We already know that drought is bound to occur every four or five years as a consequence of the El Niño phenomenon.
It also matters little that a phenomenon similar to the El Niño known as the "Indian Ocean Dipole” is the culprit.
However, given that it portends a humanitarian disaster unprecedented in scale and impact, and which scientists say could spread further in the next few months, the dipole is nevertheless worth remarking.
Though not well known and often referred to as the Indian Niño, it has been verified to be the cause of the drought conditions we are currently experiencing.
While the El Niño is characterized by the appearance of unusually warm water in the Pacific Ocean off the South American coast, the dipole (meaning opposite poles or effects) refers to alternating cold and warm surface temperatures in the Indian Ocean off Indonesia.

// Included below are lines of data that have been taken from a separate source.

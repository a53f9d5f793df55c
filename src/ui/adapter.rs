/// Yew adapter: materializes abstract render trees as elements

use yew::prelude::*;

use crate::view::{Binding, Node, NodeKind};

/// Element class for each node kind, matching the extension stylesheet.
fn class_name(kind: NodeKind) -> &'static str {
    match kind {
        NodeKind::SphereLayout => "sphere-view",
        NodeKind::SphereNode => "tab-node",
        NodeKind::DomainLabel => "domain",
        NodeKind::TitleLabel => "title",
        NodeKind::CategoryLayout => "category-view",
        NodeKind::CategoryCard => "category-card",
        NodeKind::CategoryHeader => "category-title",
        NodeKind::Dropdown => "dropdown",
        NodeKind::TabRow => "tab-title",
        NodeKind::UrlLabel => "tab-url-text",
        NodeKind::TimelineLayout => "timeline-view",
        NodeKind::TimeGroup => "time-group",
        NodeKind::TimeHeader => "time-title",
        NodeKind::TabCard => "tab-card",
        NodeKind::RemoveButton => "remove-tab-button",
    }
}

/// Turn one abstract node and its subtree into Html, routing every click
/// through `on_action`.
pub fn render_node(node: &Node, on_action: &Callback<Binding>) -> Html {
    let class = class_name(node.kind);

    let onclick = node.on_click.map(|binding| {
        let on_action = on_action.clone();
        Callback::from(move |event: MouseEvent| {
            // Remove buttons sit inside activate targets; the click must
            // not bubble into them.
            if matches!(binding, Binding::Remove(_)) {
                event.stop_propagation();
            }
            on_action.emit(binding);
        })
    });

    let style = node.pos.map(|p| {
        format!(
            "left: {}px; top: {}px; transform: translate(-50%, -50%);",
            p.x, p.y
        )
    });

    let inner = html! {
        <>
            if let Some(text) = &node.text {
                {text.clone()}
            }
            {for node.children.iter().map(|child| render_node(child, on_action))}
        </>
    };

    match node.kind {
        NodeKind::SphereLayout => html! {
            <div class={class}>
                <div class="sphere-container">{inner}</div>
            </div>
        },
        NodeKind::RemoveButton => html! {
            <button class={class} onclick={onclick}>{inner}</button>
        },
        NodeKind::CategoryHeader | NodeKind::TimeHeader => html! {
            <h3 class={class} onclick={onclick}>{inner}</h3>
        },
        NodeKind::UrlLabel => html! {
            <span class={class}>{inner}</span>
        },
        _ => html! {
            <div class={class} style={style} onclick={onclick}>{inner}</div>
        },
    }
}
/// Popup session: the one context object behind every event

use std::collections::HashSet;
use std::rc::Rc;

use yew::prelude::Reducible;

use crate::category::Category;
use crate::operations::SortOrder;
use crate::store::TabStore;
use crate::tab_data::{RawTab, Tab, TabId};
use crate::view::{self, Node, ViewKind};

/// All mutable popup state: the ingested store, the search term, the sort
/// order, the selected view, and which category groups are expanded.
///
/// One instance lives for the popup's lifetime. Every mutating operation
/// recomputes the sorted+filtered view from scratch instead of patching it,
/// so the derived view can never go stale.
#[derive(Debug, Clone, PartialEq)]
pub struct Session {
    store: TabStore,
    search: String,
    order: SortOrder,
    view: ViewKind,
    expanded: HashSet<Category>,
    filtered: Vec<Tab>,
}

impl Session {
    pub fn new() -> Session {
        Session {
            store: TabStore::new(),
            search: String::new(),
            order: SortOrder::default(),
            view: ViewKind::default(),
            expanded: HashSet::new(),
            filtered: Vec::new(),
        }
    }

    /// Ingest the startup snapshot, replacing anything held before.
    pub fn ingest(&mut self, snapshot: Vec<RawTab>) {
        log::info!("Ingested {} tabs", snapshot.len());
        self.store.replace_all(snapshot);
        self.refresh();
    }

    pub fn set_search(&mut self, term: String) {
        self.search = term;
        self.refresh();
    }

    pub fn toggle_sort(&mut self) {
        self.order = self.order.toggle();
        self.refresh();
    }

    /// Switch layouts. Re-render only: no data recomputation happens here.
    pub fn set_view(&mut self, view: ViewKind) {
        if self.view != view {
            log::debug!("Switching to {} view", view.label());
        }
        self.view = view;
    }

    /// Expand or collapse one category group.
    pub fn toggle_group(&mut self, category: Category) {
        if !self.expanded.remove(&category) {
            self.expanded.insert(category);
        }
    }

    /// Drop the local record. Closing the browser-side tab is the
    /// controller's job; this stays idempotent either way.
    pub fn remove_local(&mut self, id: TabId) -> bool {
        let removed = self.store.remove_by_id(id);
        self.refresh();
        removed
    }

    /// Route one dispatched action to its mutator.
    pub fn apply(&mut self, action: SessionAction) {
        match action {
            SessionAction::Ingest(snapshot) => self.ingest(snapshot),
            SessionAction::SetSearch(term) => self.set_search(term),
            SessionAction::ToggleSort => self.toggle_sort(),
            SessionAction::SetView(view) => self.set_view(view),
            SessionAction::ToggleGroup(category) => self.toggle_group(category),
            SessionAction::Remove(id) => {
                self.remove_local(id);
            }
        }
    }

    /// Full recomputation: re-sort the store, re-derive the filtered view.
    fn refresh(&mut self) {
        self.store.sort(self.order);
        self.filtered = self.store.filtered(&self.search);
    }

    pub fn search(&self) -> &str {
        &self.search
    }

    pub fn order(&self) -> SortOrder {
        self.order
    }

    pub fn view(&self) -> ViewKind {
        self.view
    }

    /// The records the current view renders: sorted, then filtered.
    pub fn filtered(&self) -> &[Tab] {
        &self.filtered
    }

    /// The popup's count line.
    pub fn status_line(&self) -> String {
        format!(
            "{} tabs • Sorted {} • Last sync: Just now",
            self.filtered.len(),
            self.order.label()
        )
    }

    /// Render the current view over the current filtered records.
    pub fn render(&self) -> Node {
        view::render(self.view, &self.filtered, &self.expanded)
    }
}

impl Default for Session {
    fn default() -> Self {
        Self::new()
    }
}

/// One popup state transition. Dispatched actions apply to whatever
/// state is current when they land, never to a copy captured earlier.
#[derive(Debug, Clone, PartialEq)]
pub enum SessionAction {
    Ingest(Vec<RawTab>),
    SetSearch(String),
    ToggleSort,
    SetView(ViewKind),
    ToggleGroup(Category),
    Remove(TabId),
}

impl Reducible for Session {
    type Action = SessionAction;

    fn reduce(self: Rc<Self>, action: SessionAction) -> Rc<Self> {
        let mut next = (*self).clone();
        next.apply(action);
        Rc::new(next)
    }
}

The overall effect of the dipole is that the moist air evaporating from the warm water is cooler than the air inland in the continent causing a warm, dry wind to blow outward across the ocean from East and Horn of Africa.
The air blowing out to sea this time around has been drier than usual exacerbating the drought conditions. And note that we in the region rely on moisture from the Indian Ocean, now inhibited from making landfall, to generate the "short rains” that run from October to December and the "long rains” from March to June.
Therefore, whether it is the El Niño, a phenomenon first academically described in the 19th Century, or the Indian Ocean Dipole, identified by Japanese researchers only in the late 1990s, we know that dry spells will occur sooner or later with varying magnitude and impact.
Thus, with the drought not being purely an Act of God in that it should have been anticipated, it makes for a damning indictment not only on the national governments in the region, but the East African Community (EAC) and the larger Intergovernmental Authority on Development (IGAD).
The Queen should never have had to intervene.